# Task details:
Going down the data below, set down exactly the line with "pub fn generate_with_rng<R: RngCore" and each line after it through the line with "payload.push(network.wif_prefix);"; no other lines.
------ Provided data
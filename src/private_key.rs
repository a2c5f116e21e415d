//! Private keys: scalars in [1, n-1] with a compression flag
//!
//! WIF = Base58Check(prefix ‖ scalar₃₂ ‖ [0x01 if compressed])

use crate::base58;
use crate::buffer::ByteBuffer;
use crate::constants::*;
use crate::curve::CurveContext;
use crate::error::{PrimitivesError, Result};
use crate::network::NetworkParams;
use crate::public_key::PublicKey;
use crate::serialize::Serializable;
use crate::types::Hash160;
use num_bigint::BigUint;
use rand::rngs::OsRng;
use rand::{CryptoRng, RngCore};
use secp256k1::SecretKey;
use std::fmt;

#[derive(Clone, Copy, PartialEq, Eq)]
pub struct PrivateKey {
    secret: SecretKey,
    compressed: bool,
}

/// Left-pad a big-endian candidate to 32 bytes. `None` if it has more than
/// 32 significant bytes.
fn normalize_scalar(candidate: &[u8]) -> Option<[u8; SECRET_KEY_SIZE]> {
    let excess = candidate.len().saturating_sub(SECRET_KEY_SIZE);
    if candidate[..excess].iter().any(|byte| *byte != 0) {
        return None;
    }
    let significant = &candidate[excess..];
    let mut scalar = [0u8; SECRET_KEY_SIZE];
    scalar[SECRET_KEY_SIZE - significant.len()..].copy_from_slice(significant);
    Some(scalar)
}

impl PrivateKey {
    /// IsValidKey: 𝔹* → {true, false}
    ///
    /// true iff 1 ≤ int(candidate) ≤ n - 1. Values ≥ n are never reduced.
    /// The comparison walks every byte instead of exiting at the first
    /// difference.
    pub fn is_valid_key(ctx: &CurveContext, candidate: &[u8]) -> bool {
        let scalar = match normalize_scalar(candidate) {
            Some(scalar) => scalar,
            None => return false,
        };
        let order = ctx.order_bytes();

        let mut less = 0u8;
        let mut greater = 0u8;
        let mut nonzero = 0u8;
        for (byte, bound) in scalar.iter().zip(order.iter()) {
            let undecided = !(less | greater) & 1;
            less |= undecided & (byte < bound) as u8;
            greater |= undecided & (byte > bound) as u8;
            nonzero |= *byte;
        }

        less == 1 && nonzero != 0
    }

    /// Construct from a big-endian scalar of any length.
    pub fn from_slice(ctx: &CurveContext, bytes: &[u8], compressed: bool) -> Result<Self> {
        if !Self::is_valid_key(ctx, bytes) {
            return Err(PrimitivesError::InvalidPrivateKey(
                "scalar must be in [1, n-1]".to_string(),
            ));
        }
        let scalar = normalize_scalar(bytes).ok_or_else(|| {
            PrimitivesError::InvalidPrivateKey("scalar wider than 32 bytes".to_string())
        })?;
        let secret = SecretKey::from_slice(&scalar)
            .map_err(|e| PrimitivesError::InvalidPrivateKey(e.to_string()))?;
        Ok(Self { secret, compressed })
    }

    pub fn from_hex(ctx: &CurveContext, hex_key: &str, compressed: bool) -> Result<Self> {
        let buffer = ByteBuffer::from_hex(hex_key)?;
        Self::from_slice(ctx, buffer.as_bytes(), compressed)
    }

    pub fn from_unsigned_integer(ctx: &CurveContext, value: &BigUint, compressed: bool) -> Result<Self> {
        Self::from_slice(ctx, &value.to_bytes_be(), compressed)
    }

    /// Draw a fresh key from the operating system CSPRNG.
    pub fn generate_new(ctx: &CurveContext, compressed: bool) -> Self {
        Self::generate_with_rng(ctx, &mut OsRng, compressed)
    }

    /// Rejection sampling: draw uniform 256-bit candidates until one lies in
    /// [1, n-1]. Out-of-range draws are discarded, never reduced mod n.
    pub fn generate_with_rng<R: RngCore + CryptoRng>(
        ctx: &CurveContext,
        rng: &mut R,
        compressed: bool,
    ) -> Self {
        let mut candidate = [0u8; SECRET_KEY_SIZE];
        loop {
            rng.fill_bytes(&mut candidate);
            if Self::is_valid_key(ctx, &candidate) {
                if let Ok(secret) = SecretKey::from_slice(&candidate) {
                    return Self { secret, compressed };
                }
            }
            log::trace!("key candidate outside [1, n-1], redrawing");
        }
    }

    pub fn is_compressed(&self) -> bool {
        self.compressed
    }

    pub fn set_compressed(&mut self, compressed: bool) {
        self.compressed = compressed;
    }

    pub fn with_compressed(mut self, compressed: bool) -> Self {
        self.compressed = compressed;
        self
    }

    pub fn secret_bytes(&self) -> [u8; SECRET_KEY_SIZE] {
        self.secret.secret_bytes()
    }

    pub(crate) fn secret_key(&self) -> &SecretKey {
        &self.secret
    }

    /// Decimal text form of the scalar
    pub fn to_unsigned_integer(&self) -> String {
        BigUint::from_bytes_be(&self.secret_bytes()).to_str_radix(10)
    }

    /// Q = d·G
    pub fn public_key(&self, ctx: &CurveContext) -> PublicKey {
        PublicKey::from_private_key(ctx, self)
    }

    /// hash160 of the public key in the form selected by the compression flag
    pub fn pub_key_hash_bytes(&self, ctx: &CurveContext) -> Hash160 {
        self.public_key(ctx).pub_key_hash()
    }

    pub fn pub_key_hash(&self, ctx: &CurveContext) -> String {
        hex::encode(self.pub_key_hash_bytes(ctx))
    }

    pub fn to_wif(&self, network: &NetworkParams) -> String {
        let mut payload = Vec::with_capacity(1 + SECRET_KEY_SIZE + 1);
        payload.push(network.wif_prefix);
        payload.extend_from_slice(&self.secret_bytes());
        if self.compressed {
            payload.push(WIF_COMPRESSION_FLAG);
        }
        base58::encode_check(&payload)
    }

    /// Parse a WIF string. The prefix byte is not checked; see
    /// [`PrivateKey::from_wif_for_network`].
    pub fn from_wif(ctx: &CurveContext, wif: &str) -> Result<Self> {
        decode_wif(ctx, wif).map(|(_, key)| key)
    }

    /// Parse a WIF string whose prefix must be `network.wif_prefix`.
    pub fn from_wif_for_network(ctx: &CurveContext, wif: &str, network: &NetworkParams) -> Result<Self> {
        let (prefix, key) = decode_wif(ctx, wif)?;
        if prefix != network.wif_prefix {
            return Err(PrimitivesError::Format(format!(
                "WIF prefix {:#04x} does not match network prefix {:#04x}",
                prefix, network.wif_prefix
            )));
        }
        Ok(key)
    }
}

fn decode_wif(ctx: &CurveContext, wif: &str) -> Result<(u8, PrivateKey)> {
    let payload = base58::decode_check(wif)?;
    let (prefix, body) = payload
        .as_bytes()
        .split_first()
        .ok_or_else(|| PrimitivesError::Format("Empty WIF payload".to_string()))?;

    let compressed = match body.len() {
        SECRET_KEY_SIZE => false,
        len if len == SECRET_KEY_SIZE + 1 => {
            if body[SECRET_KEY_SIZE] != WIF_COMPRESSION_FLAG {
                return Err(PrimitivesError::Format(format!(
                    "Invalid WIF compression flag {:#04x}",
                    body[SECRET_KEY_SIZE]
                )));
            }
            true
        }
        len => {
            return Err(PrimitivesError::Format(format!(
                "Invalid WIF payload length: {} bytes",
                len + 1
            )))
        }
    };

    let key = PrivateKey::from_slice(ctx, &body[..SECRET_KEY_SIZE], compressed)?;
    log::debug!("decoded WIF key: prefix {:#04x}, compressed {}", prefix, compressed);
    Ok((*prefix, key))
}

impl Serializable for PrivateKey {
    fn to_buffer(&self) -> ByteBuffer {
        ByteBuffer::from_slice(&self.secret_bytes())
    }
}

impl fmt::Debug for PrivateKey {
    fn fmt(&self, f: &mut fmt::Formatter<'_>) -> fmt::Result {
        f.debug_struct("PrivateKey")
            .field("secret", &"[redacted]")
            .field("compressed", &self.compressed)
            .finish()
    }
}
------------
# Output of the exercise:
    pub fn generate_with_rng<R: RngCore + CryptoRng>(
        ctx: &CurveContext,
        rng: &mut R,
        compressed: bool,
    ) -> Self {
        let mut candidate = [0u8; SECRET_KEY_SIZE];
        loop {
            rng.fill_bytes(&mut candidate);
            if Self::is_valid_key(ctx, &candidate) {
                if let Ok(secret) = SecretKey::from_slice(&candidate) {
                    return Self { secret, compressed };
                }
            }
            log::trace!("key candidate outside [1, n-1], redrawing");
        }
    }

    pub fn is_compressed(&self) -> bool {
        self.compressed
    }

    pub fn set_compressed(&mut self, compressed: bool) {
        self.compressed = compressed;
    }

    pub fn with_compressed(mut self, compressed: bool) -> Self {
        self.compressed = compressed;
        self
    }

    pub fn secret_bytes(&self) -> [u8; SECRET_KEY_SIZE] {
        self.secret.secret_bytes()
    }

    pub(crate) fn secret_key(&self) -> &SecretKey {
        &self.secret
    }

    /// Decimal text form of the scalar
    pub fn to_unsigned_integer(&self) -> String {
        BigUint::from_bytes_be(&self.secret_bytes()).to_str_radix(10)
    }

    /// Q = d·G
    pub fn public_key(&self, ctx: &CurveContext) -> PublicKey {
        PublicKey::from_private_key(ctx, self)
    }

    /// hash160 of the public key in the form selected by the compression flag
    pub fn pub_key_hash_bytes(&self, ctx: &CurveContext) -> Hash160 {
        self.public_key(ctx).pub_key_hash()
    }

    pub fn pub_key_hash(&self, ctx: &CurveContext) -> String {
        hex::encode(self.pub_key_hash_bytes(ctx))
    }

    pub fn to_wif(&self, network: &NetworkParams) -> String {
        let mut payload = Vec::with_capacity(1 + SECRET_KEY_SIZE + 1);
        payload.push(network.wif_prefix);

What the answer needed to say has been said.